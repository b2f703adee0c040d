// Application state module
// Everything a request handler needs, passed in explicitly

use super::types::Config;
use crate::persist::SharedBackend;
use crate::store::Registry;

/// Application state
pub struct AppState {
    pub config: Config,
    pub registry: Registry,
    /// Backend the registry writes through to; probed by readiness checks
    pub backend: SharedBackend,
}

impl AppState {
    pub const fn new(config: Config, registry: Registry, backend: SharedBackend) -> Self {
        Self {
            config,
            registry,
            backend,
        }
    }
}
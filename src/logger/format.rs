//! Access log format module
//!
//! Supports multiple log formats:
//! - `combined` (Apache/Nginx combined format)
//! - `common` (Common Log Format - CLF)
//! - `json` (JSON structured logging)
//! - Custom patterns with variables

use chrono::Local;

/// Access log entry containing all request/response information
#[derive(Debug, Clone)]
pub struct AccessLogEntry {
    /// Client IP address
    pub remote_addr: String,
    /// Request timestamp
    pub time: chrono::DateTime<Local>,
    /// HTTP method (GET, POST, etc.)
    pub method: String,
    /// Request URI path
    pub path: String,
    /// Query string (without leading ?)
    pub query: Option<String>,
    /// HTTP version (1.0, 1.1, 2)
    pub http_version: String,
    /// Response status code
    pub status: u16,
    /// Response body size in bytes
    pub body_bytes: usize,
    /// Referer header
    pub referer: Option<String>,
    /// User-Agent header
    pub user_agent: Option<String>,
    /// Request processing time in microseconds
    pub request_time_us: u64,
}

impl AccessLogEntry {
    /// Create a new access log entry with current timestamp
    pub fn new(remote_addr: String, method: String, path: String) -> Self {
        Self {
            remote_addr,
            time: Local::now(),
            method,
            path,
            query: None,
            http_version: "1.1".to_string(),
            status: 200,
            body_bytes: 0,
            referer: None,
            user_agent: None,
            request_time_us: 0,
        }
    }

    /// Format the log entry according to the specified format
    pub fn format(&self, format: &str) -> String {
        match format {
            "combined" => self.format_combined(),
            "common" => self.format_common(),
            "json" => self.format_json(),
            custom => self.format_custom(custom),
        }
    }

    fn request_uri(&self) -> String {
        match &self.query {
            Some(q) => format!("{}?{q}", self.path),
            None => self.path.clone(),
        }
    }

    fn time_local(&self) -> String {
        self.time.format("%d/%b/%Y:%H:%M:%S %z").to_string()
    }

    /// `$remote_addr - - [$time_local] "$request" $status $body_bytes_sent "$http_referer" "$http_user_agent"`
    fn format_combined(&self) -> String {
        format!(
            "{} \"{}\" \"{}\"",
            self.format_common(),
            self.referer.as_deref().unwrap_or("-"),
            self.user_agent.as_deref().unwrap_or("-"),
        )
    }

    /// `$remote_addr - - [$time_local] "$request" $status $body_bytes_sent`
    fn format_common(&self) -> String {
        format!(
            "{} - - [{}] \"{} {} HTTP/{}\" {} {}",
            self.remote_addr,
            self.time_local(),
            self.method,
            self.request_uri(),
            self.http_version,
            self.status,
            self.body_bytes,
        )
    }

    fn format_json(&self) -> String {
        serde_json::json!({
            "remote_addr": self.remote_addr,
            "time": self.time.to_rfc3339(),
            "method": self.method,
            "path": self.path,
            "query": self.query,
            "http_version": self.http_version,
            "status": self.status,
            "body_bytes": self.body_bytes,
            "referer": self.referer,
            "user_agent": self.user_agent,
            "request_time_us": self.request_time_us,
        })
        .to_string()
    }

    /// Custom format with variable substitution
    ///
    /// Supported variables:
    /// - `$remote_addr` - Client IP address
    /// - `$time_local` - Local time in Common Log Format
    /// - `$time_iso8601` - ISO 8601 timestamp
    /// - `$request` - Full request line ("METHOD /path HTTP/version")
    /// - `$request_method` - HTTP method
    /// - `$request_uri` - Request URI with query string
    /// - `$status` - Response status code
    /// - `$body_bytes_sent` - Response body size
    /// - `$http_referer` - Referer header
    /// - `$http_user_agent` - User-Agent header
    /// - `$request_time` - Request processing time in seconds (3 decimal places)
    fn format_custom(&self, pattern: &str) -> String {
        let request_uri = self.request_uri();
        let request_line = format!("{} {request_uri} HTTP/{}", self.method, self.http_version);
        #[allow(clippy::cast_precision_loss)]
        let request_time = self.request_time_us as f64 / 1_000_000.0;

        // $request_time and $request_* must be replaced before $request
        pattern
            .replace("$remote_addr", &self.remote_addr)
            .replace("$time_local", &self.time_local())
            .replace("$time_iso8601", &self.time.to_rfc3339())
            .replace("$request_time", &format!("{request_time:.3}"))
            .replace("$request_method", &self.method)
            .replace("$request_uri", &request_uri)
            .replace("$request", &request_line)
            .replace("$status", &self.status.to_string())
            .replace("$body_bytes_sent", &self.body_bytes.to_string())
            .replace("$http_referer", self.referer.as_deref().unwrap_or("-"))
            .replace("$http_user_agent", self.user_agent.as_deref().unwrap_or("-"))
    }
}
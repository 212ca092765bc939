// Concurrency primitives shared by the walkers and the search engine

pub mod arena;
pub mod buffers;
pub mod dedup;
pub mod pool;
pub mod seg_vec;

pub use arena::NameArena;
pub use buffers::{AlignedBuf, BufferPool};
pub use dedup::DedupMap;
pub use pool::WorkerPool;
pub use seg_vec::SegVec;
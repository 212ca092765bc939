// Query evaluation
// Phase 1 fills a predicate bitmap in parallel stripes; phase 2 emits the
// matching ids in the order of the chosen sort permutation

use crate::sort::SortKind;
use findex_core::entry::cstr_at;
use findex_core::sync::WorkerPool;
use findex_core::{ascii_lower_in_place, FileIndex};
use std::sync::atomic::{AtomicBool, AtomicU64, Ordering};
use std::sync::Arc;
use std::time::Duration;

/// Entries per predicate stripe task.
const STRIPE_SIZE: usize = 64 * 1024;

#[derive(Debug, Clone, PartialEq, Eq)]
pub struct Query {
    /// Name pattern, optionally with `/` or `\` path separators. Written
    /// innermost-first: the first component matches the entry name, each
    /// later component names an ancestor directory exactly, nearest
    /// first (`c.txt\b` is a `c.txt` somewhere under a directory `b`).
    pub pattern: String,
    pub case_sensitive: bool,
    /// When false the name component must match at the start of the name.
    pub allow_substrings: bool,
    pub include_files: bool,
    pub include_dirs: bool,
    pub sort: SortKind,
    /// Reverse the iteration order over the chosen sort.
    pub reverse: bool,
}

impl Default for Query {
    fn default() -> Self {
        Self {
            pattern: String::new(),
            case_sensitive: false,
            allow_substrings: true,
            include_files: true,
            include_dirs: true,
            sort: SortKind::Direct,
            reverse: false,
        }
    }
}

/// Published outcome of one completed evaluation.
#[derive(Debug, Default, Clone)]
pub struct SearchResults {
    /// Matching entry ids in presentation order.
    pub ids: Vec<u32>,
    pub elapsed: Duration,
}

/// One atomically-set bit per entry. Stripes are bit-word aligned, but
/// fetch_or keeps even a misaligned split safe.
struct AtomicBitmap {
    words: Vec<AtomicU64>,
}

impl AtomicBitmap {
    fn new(bits: usize) -> Self {
        Self {
            words: (0..bits.div_ceil(64)).map(|_| AtomicU64::new(0)).collect(),
        }
    }

    fn set(&self, bit: usize) {
        self.words[bit / 64].fetch_or(1 << (bit % 64), Ordering::Relaxed);
    }

    fn test(&self, bit: usize) -> bool {
        self.words[bit / 64].load(Ordering::Relaxed) & (1 << (bit % 64)) != 0
    }
}

/// Split a pattern on both separators, keeping written order: patterns
/// are entered innermost-first, so `"c.txt\b"` becomes `["c.txt", "b"]`
/// with the name component at index 0 and ancestors after it.
pub fn split_pattern(pattern: &str) -> Vec<String> {
    pattern.split(['/', '\\']).map(str::to_string).collect()
}

fn contains(haystack: &[u8], needle: &[u8]) -> bool {
    if needle.is_empty() {
        return true;
    }
    if haystack.len() < needle.len() {
        return false;
    }
    haystack.windows(needle.len()).any(|window| window == needle)
}

/// Evaluate `query` over `index`, appending matching ids to `out` in the
/// order given by `permutation` (identity when `None`). Returns false if
/// the cancel flag fired; `out` is then meaningless and must not be
/// published.
pub fn evaluate(
    index: &Arc<FileIndex>,
    permutation: Option<&[u32]>,
    query: &Query,
    pool: &WorkerPool,
    cancel: &Arc<AtomicBool>,
    out: &mut Vec<u32>,
) -> bool {
    let entry_count = index.len();
    if let Some(p) = permutation {
        // A permutation from a superseded index must never be applied.
        if p.len() != entry_count {
            return false;
        }
    }

    let mut pattern = query.pattern.clone();
    if !query.case_sensitive {
        // The arena side is pre-lowered; fold the pattern to match.
        // SAFETY: the ASCII case transform maps A-Z to a-z in place and
        // leaves every other byte untouched, so the string stays UTF-8.
        unsafe { ascii_lower_in_place(pattern.as_bytes_mut()) };
    }
    let segments: Arc<Vec<Vec<u8>>> = Arc::new(
        split_pattern(&pattern)
            .into_iter()
            .map(String::into_bytes)
            .collect(),
    );

    let bitmap = Arc::new(AtomicBitmap::new(entry_count));
    let mut start = 0usize;
    while start < entry_count {
        let end = (start + STRIPE_SIZE).min(entry_count);
        let index = Arc::clone(index);
        let segments = Arc::clone(&segments);
        let bitmap = Arc::clone(&bitmap);
        let cancel = Arc::clone(cancel);
        let query = query.clone();
        pool.execute(move || {
            evaluate_stripe(&index, &segments, &query, &bitmap, &cancel, start, end);
        });
        start = end;
    }
    pool.wait();

    if cancel.load(Ordering::Relaxed) {
        return false;
    }

    // Ordered emission through the permutation.
    if query.reverse {
        for position in (0..entry_count).rev() {
            if cancel.load(Ordering::Relaxed) {
                return false;
            }
            let id = permutation.map_or(position as u32, |p| p[position]);
            if bitmap.test(id as usize) {
                out.push(id);
            }
        }
    } else {
        for position in 0..entry_count {
            if cancel.load(Ordering::Relaxed) {
                return false;
            }
            let id = permutation.map_or(position as u32, |p| p[position]);
            if bitmap.test(id as usize) {
                out.push(id);
            }
        }
    }

    !cancel.load(Ordering::Relaxed)
}

fn evaluate_stripe(
    index: &FileIndex,
    segments: &[Vec<u8>],
    query: &Query,
    bitmap: &AtomicBitmap,
    cancel: &AtomicBool,
    start: usize,
    end: usize,
) {
    let arena = if query.case_sensitive {
        &index.names
    } else {
        &index.lower_names
    };

    for id in start..end {
        if cancel.load(Ordering::Relaxed) {
            return;
        }
        let entry = &index.entries[id];

        if entry.is_dir() {
            if !query.include_dirs {
                continue;
            }
        } else if !query.include_files {
            continue;
        }

        if segments.len() == 1 && segments[0].is_empty() {
            bitmap.set(id);
            continue;
        }

        let name = cstr_at(arena, entry.name_offset());
        let matched = if query.allow_substrings {
            contains(name, &segments[0])
        } else {
            name.starts_with(segments[0].as_slice())
        };
        if !matched {
            continue;
        }

        if segments.len() >= 2 && !ancestors_match(index, arena, segments, entry.parent_id) {
            continue;
        }

        bitmap.set(id);
    }
}

/// Path-segment matching above the entry: `segments[1]` may match ANY
/// ancestor, but every later segment must name the strict consecutive
/// parents of that ancestor. Candidates are retried upward until the root
/// is exhausted.
fn ancestors_match(index: &FileIndex, arena: &[u8], segments: &[Vec<u8>], first: u32) -> bool {
    let parent_of = |id: u32| index.entries[id as usize].parent_id;
    let mut candidate = first;
    loop {
        // Find the next ancestor whose name equals segments[1] exactly.
        loop {
            if cstr_at(arena, index.entries[candidate as usize].name_offset())
                == segments[1].as_slice()
            {
                break;
            }
            if candidate == parent_of(candidate) {
                return false;
            }
            candidate = parent_of(candidate);
        }

        let mut current = candidate;
        let mut tail_matches = true;
        for segment in &segments[2..] {
            current = parent_of(current);
            if cstr_at(arena, index.entries[current as usize].name_offset())
                != segment.as_slice()
            {
                tail_matches = false;
                break;
            }
        }
        if tail_matches {
            return true;
        }

        // This candidate failed; resume the search above it.
        if candidate == parent_of(candidate) {
            return false;
        }
        candidate = parent_of(candidate);
    }
}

■ PROBLEM TO WORK ON
Each line of the material that contains "current" is to be counted, and only the total stated.

■ COMPLETED TASK
4